# What to do
Look at every line below and count those containing "IdentityProvider". Answer with the number only.

━━━━━ Data shown ━━━━━

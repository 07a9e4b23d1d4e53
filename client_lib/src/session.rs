//! Fleetdash operator session and auth gate.
//!
//! The gate owns the session context explicitly: it is created when the gate
//! mounts and dropped on sign-out. Callers borrow it for every backend call.
//!
//! SPDX-License-Identifier: GPL-3.0-or-later

use anyhow::Context;
use fleetdash_client_server_lib::auth::{parse_refresh_token, RefreshToken};
use fleetdash_server_backbone::routes::{PUBLIC_ROUTES, SIGN_IN_ROUTE};
use std::future::Future;
use std::io;
use std::path::{Path, PathBuf};
use std::time::{Duration, SystemTime};
use tokio::fs;

pub const TOKEN_FILE: &str = "refresh_token";

// Cosmetic pause so the loading indicator does not flash.
pub const DEFAULT_SETTLE_DELAY: Duration = Duration::from_millis(250);

/// An established identity-provider session.
#[derive(Clone, Debug, PartialEq)]
pub struct Session {
    refresh_token: RefreshToken,
    established_at: SystemTime,
}

impl Session {
    pub fn new(refresh_token: RefreshToken) -> Self {
        Self {
            refresh_token,
            established_at: SystemTime::now(),
        }
    }

    pub fn refresh_token(&self) -> &RefreshToken {
        &self.refresh_token
    }

    pub fn established_at(&self) -> SystemTime {
        self.established_at
    }
}

/// Source of truth for whether the operator is signed in.
pub trait IdentityProvider {
    /// `Ok(None)` means no session exists; `Err` means the check itself failed.
    fn check_session(&self) -> impl Future<Output = anyhow::Result<Option<Session>>> + Send;

    /// Start the provider's sign-in flow. The outcome is observed by the
    /// next `check_session`.
    fn begin_sign_in(&self) -> impl Future<Output = anyhow::Result<()>> + Send;

    fn sign_out(&self) -> impl Future<Output = anyhow::Result<()>> + Send;
}

#[derive(Clone, Debug)]
pub enum GateState {
    Initializing,
    Authenticated(Session),
    Unauthenticated,
    Errored(String),
}

/// What the protected surface should show for a route.
#[derive(Debug, PartialEq)]
pub enum GateView<'a> {
    Loading,
    Error {
        message: &'a str,
        sign_in_route: &'a str,
    },
    /// Render the protected content. Public routes render without a session.
    Content(Option<&'a Session>),
    Redirect(&'a str),
    Blank,
}

#[derive(Clone, Debug)]
pub struct GateConfig {
    pub public_routes: Vec<String>,
    pub sign_in_route: String,
    pub settle_delay: Duration,
}

impl Default for GateConfig {
    fn default() -> Self {
        Self {
            public_routes: PUBLIC_ROUTES.iter().map(|r| r.to_string()).collect(),
            sign_in_route: SIGN_IN_ROUTE.to_string(),
            settle_delay: DEFAULT_SETTLE_DELAY,
        }
    }
}

pub struct AuthGate<P> {
    provider: P,
    config: GateConfig,
    state: GateState,
    redirected: bool,
}

impl<P: IdentityProvider> AuthGate<P> {
    pub fn new(provider: P, config: GateConfig) -> Self {
        Self {
            provider,
            config,
            state: GateState::Initializing,
            redirected: false,
        }
    }

    pub fn state(&self) -> &GateState {
        &self.state
    }

    pub fn session(&self) -> Option<&Session> {
        match &self.state {
            GateState::Authenticated(session) => Some(session),
            _ => None,
        }
    }

    pub fn provider(&self) -> &P {
        &self.provider
    }

    /// Run the provider's session check once. Only `Initializing` moves; a
    /// settled gate stays where it is until the user signs in or out.
    pub async fn mount(&mut self) -> &GateState {
        if !matches!(self.state, GateState::Initializing) {
            return &self.state;
        }

        tokio::time::sleep(self.config.settle_delay).await;

        self.state = match self.provider.check_session().await {
            Ok(Some(session)) => {
                log::debug!("Session established");
                GateState::Authenticated(session)
            }
            Ok(None) => {
                log::debug!("No session");
                GateState::Unauthenticated
            }
            Err(e) => {
                log::warn!("Session check failed: {e:#}");
                GateState::Errored(format!("{e:#}"))
            }
        };
        &self.state
    }

    pub fn is_public(&self, route: &str) -> bool {
        let path = route.split(['?', '#']).next().unwrap_or(route);
        self.config.public_routes.iter().any(|r| r == path)
    }

    pub fn view(&mut self, route: &str) -> GateView<'_> {
        let public = self.is_public(route);
        match &self.state {
            GateState::Initializing => GateView::Loading,
            GateState::Errored(message) => GateView::Error {
                message,
                sign_in_route: &self.config.sign_in_route,
            },
            GateState::Authenticated(session) => GateView::Content(Some(session)),
            GateState::Unauthenticated if public => GateView::Content(None),
            GateState::Unauthenticated => {
                if self.redirected {
                    GateView::Blank
                } else {
                    self.redirected = true;
                    GateView::Redirect(&self.config.sign_in_route)
                }
            }
        }
    }

    /// Manual retry from the error view or sign-in page: re-initiate sign-in
    /// through the provider, then check the session again.
    pub async fn sign_in(&mut self) -> &GateState {
        self.redirected = false;
        if let Err(e) = self.provider.begin_sign_in().await {
            log::warn!("Sign-in could not start: {e:#}");
            self.state = GateState::Errored(format!("{e:#}"));
            return &self.state;
        }
        self.state = GateState::Initializing;
        self.mount().await
    }

    /// Tear down the session context.
    pub async fn sign_out(&mut self) -> anyhow::Result<()> {
        self.provider.sign_out().await?;
        self.state = GateState::Unauthenticated;
        self.redirected = false;
        Ok(())
    }
}

/// Identity provider backed by a refresh token saved in a state directory.
pub struct StoredTokenProvider {
    state_dir: PathBuf,
}

impl StoredTokenProvider {
    pub fn new(state_dir: impl Into<PathBuf>) -> Self {
        Self {
            state_dir: state_dir.into(),
        }
    }

    pub fn token_path(&self) -> PathBuf {
        self.state_dir.join(TOKEN_FILE)
    }

    pub fn state_dir(&self) -> &Path {
        &self.state_dir
    }

    /// Save a token obtained from the identity provider's sign-in flow.
    pub async fn store_token(&self, token: &RefreshToken) -> io::Result<()> {
        fs::create_dir_all(&self.state_dir).await?;

        // Temp file then rename, so a concurrent check never sees half a token.
        let tmp_path = self.state_dir.join(format!("{}_tmp", TOKEN_FILE));
        fs::write(&tmp_path, token.as_str()).await?;
        restrict_permissions(&tmp_path).await?;
        fs::rename(&tmp_path, self.token_path()).await
    }
}

#[cfg(unix)]
async fn restrict_permissions(path: &Path) -> io::Result<()> {
    use std::os::unix::fs::PermissionsExt;
    fs::set_permissions(path, std::fs::Permissions::from_mode(0o600)).await
}

#[cfg(not(unix))]
async fn restrict_permissions(_path: &Path) -> io::Result<()> {
    Ok(())
}

impl IdentityProvider for StoredTokenProvider {
    async fn check_session(&self) -> anyhow::Result<Option<Session>> {
        let path = self.token_path();
        let contents = match fs::read(&path).await {
            Ok(contents) => contents,
            Err(e) if e.kind() == io::ErrorKind::NotFound => return Ok(None),
            Err(e) => {
                return Err(e).with_context(|| format!("Failed to read {}", path.display()))
            }
        };

        let token = parse_refresh_token(contents)
            .with_context(|| format!("Stored token in {} is unusable", path.display()))?;
        Ok(Some(Session::new(token)))
    }

    /// Tokens arrive out of band (`store_token`); make sure they have a home.
    async fn begin_sign_in(&self) -> anyhow::Result<()> {
        fs::create_dir_all(&self.state_dir)
            .await
            .with_context(|| format!("Failed to create {}", self.state_dir.display()))
    }

    async fn sign_out(&self) -> anyhow::Result<()> {
        match fs::remove_file(self.token_path()).await {
            Ok(()) => Ok(()),
            Err(e) if e.kind() == io::ErrorKind::NotFound => Ok(()),
            Err(e) => Err(e).context("Failed to remove stored token"),
        }
    }
}

#[cfg(test)]
mod tests {
    use super::*;
    use std::collections::VecDeque;
    use std::sync::atomic::{AtomicUsize, Ordering};
    use std::sync::Mutex;

    /// Answers session checks from a script, one entry per check.
    #[derive(Default)]
    struct ScriptedProvider {
        answers: Mutex<VecDeque<Result<Option<&'static str>, &'static str>>>,
        checks: AtomicUsize,
        sign_ins: AtomicUsize,
        sign_outs: AtomicUsize,
        refuse_sign_in: bool,
    }

    impl ScriptedProvider {
        fn with(answers: Vec<Result<Option<&'static str>, &'static str>>) -> Self {
            Self {
                answers: Mutex::new(answers.into()),
                ..Self::default()
            }
        }
    }

    impl IdentityProvider for ScriptedProvider {
        async fn check_session(&self) -> anyhow::Result<Option<Session>> {
            self.checks.fetch_add(1, Ordering::SeqCst);
            let answer = self.answers.lock().unwrap().pop_front().unwrap_or(Ok(None));
            match answer {
                Ok(Some(token)) => Ok(Some(Session::new(RefreshToken::new(token)?))),
                Ok(None) => Ok(None),
                Err(msg) => Err(anyhow::anyhow!(msg)),
            }
        }

        async fn begin_sign_in(&self) -> anyhow::Result<()> {
            self.sign_ins.fetch_add(1, Ordering::SeqCst);
            if self.refuse_sign_in {
                anyhow::bail!("provider unreachable");
            }
            Ok(())
        }

        async fn sign_out(&self) -> anyhow::Result<()> {
            self.sign_outs.fetch_add(1, Ordering::SeqCst);
            Ok(())
        }
    }

    fn gate(answers: Vec<Result<Option<&'static str>, &'static str>>) -> AuthGate<ScriptedProvider> {
        let config = GateConfig {
            settle_delay: Duration::ZERO,
            ..GateConfig::default()
        };
        AuthGate::new(ScriptedProvider::with(answers), config)
    }

    #[tokio::test]
    async fn loading_until_mounted() {
        let mut gate = gate(vec![Ok(Some("tok"))]);
        assert_eq!(gate.view("/dashboard"), GateView::Loading);
        assert_eq!(gate.view(SIGN_IN_ROUTE), GateView::Loading);

        gate.mount().await;
        let session = gate.session().cloned();
        assert!(session.is_some());
        assert_eq!(gate.view("/dashboard"), GateView::Content(session.as_ref()));
    }

    #[tokio::test]
    async fn unauthenticated_redirects_once() {
        let mut gate = gate(vec![Ok(None)]);
        gate.mount().await;

        assert_eq!(gate.view("/map"), GateView::Redirect(SIGN_IN_ROUTE));
        assert_eq!(gate.view("/map"), GateView::Blank);
        assert_eq!(gate.view("/sign-in?next=/map"), GateView::Content(None));
        assert_eq!(gate.view("/auth/callback"), GateView::Content(None));
    }

    #[tokio::test]
    async fn failed_check_is_terminal_until_retry() {
        let mut gate = gate(vec![Err("provider offline"), Ok(Some("tok"))]);
        gate.mount().await;

        assert_eq!(
            gate.view("/map"),
            GateView::Error {
                message: "provider offline",
                sign_in_route: SIGN_IN_ROUTE
            }
        );

        // Mounting again does not re-check.
        gate.mount().await;
        assert!(matches!(gate.state(), GateState::Errored(_)));
        assert_eq!(gate.provider().checks.load(Ordering::SeqCst), 1);

        gate.sign_in().await;
        assert!(matches!(gate.state(), GateState::Authenticated(_)));
        assert_eq!(gate.provider().sign_ins.load(Ordering::SeqCst), 1);
        assert_eq!(gate.provider().checks.load(Ordering::SeqCst), 2);
    }

    #[tokio::test]
    async fn sign_in_that_cannot_start_is_an_error() {
        let provider = ScriptedProvider {
            refuse_sign_in: true,
            ..ScriptedProvider::with(vec![Ok(None), Ok(Some("tok"))])
        };
        let config = GateConfig {
            settle_delay: Duration::ZERO,
            ..GateConfig::default()
        };
        let mut gate = AuthGate::new(provider, config);
        gate.mount().await;

        gate.sign_in().await;
        assert_eq!(
            gate.view("/map"),
            GateView::Error {
                message: "provider unreachable",
                sign_in_route: SIGN_IN_ROUTE
            }
        );
        assert_eq!(gate.provider().checks.load(Ordering::SeqCst), 1);
    }

    #[tokio::test]
    async fn sign_in_starts_a_fresh_session() {
        let mut gate = gate(vec![Ok(Some("tok")), Ok(Some("tok"))]);
        gate.mount().await;
        let first = gate.session().unwrap().established_at();

        std::thread::sleep(Duration::from_millis(5));
        gate.sign_in().await;

        let second = gate.session().unwrap().established_at();
        assert!(second > first);
    }

    #[tokio::test]
    async fn sign_out_drops_the_session() {
        let mut gate = gate(vec![Ok(Some("tok"))]);
        gate.mount().await;
        assert!(gate.session().is_some());

        gate.sign_out().await.unwrap();
        assert!(gate.session().is_none());
        assert_eq!(gate.provider().sign_outs.load(Ordering::SeqCst), 1);
        assert_eq!(gate.view("/map"), GateView::Redirect(SIGN_IN_ROUTE));
    }

    #[tokio::test(start_paused = true)]
    async fn settle_delay_is_applied() {
        let mut gate = AuthGate::new(ScriptedProvider::with(vec![Ok(None)]), GateConfig::default());
        let started = tokio::time::Instant::now();
        gate.mount().await;
        assert!(started.elapsed() >= DEFAULT_SETTLE_DELAY);
    }

    #[tokio::test]
    async fn stored_token_round_trip() {
        let dir = tempfile::tempdir().unwrap();
        let provider = StoredTokenProvider::new(dir.path().join("state"));

        assert!(provider.check_session().await.unwrap().is_none());

        provider
            .store_token(&RefreshToken::new("rt-123").unwrap())
            .await
            .unwrap();
        let session = provider.check_session().await.unwrap().unwrap();
        assert_eq!(session.refresh_token().as_str(), "rt-123");

        provider.sign_out().await.unwrap();
        assert!(provider.check_session().await.unwrap().is_none());
        // Signing out twice is fine.
        provider.sign_out().await.unwrap();
    }

    #[tokio::test]
    async fn corrupt_token_file_is_an_error() {
        let dir = tempfile::tempdir().unwrap();
        std::fs::write(dir.path().join(TOKEN_FILE), "   ").unwrap();
        let provider = StoredTokenProvider::new(dir.path());

        let mut gate = AuthGate::new(
            provider,
            GateConfig {
                settle_delay: Duration::ZERO,
                ..GateConfig::default()
            },
        );
        gate.mount().await;
        assert!(matches!(gate.state(), GateState::Errored(_)));
    }
}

━━━━━

# Result
4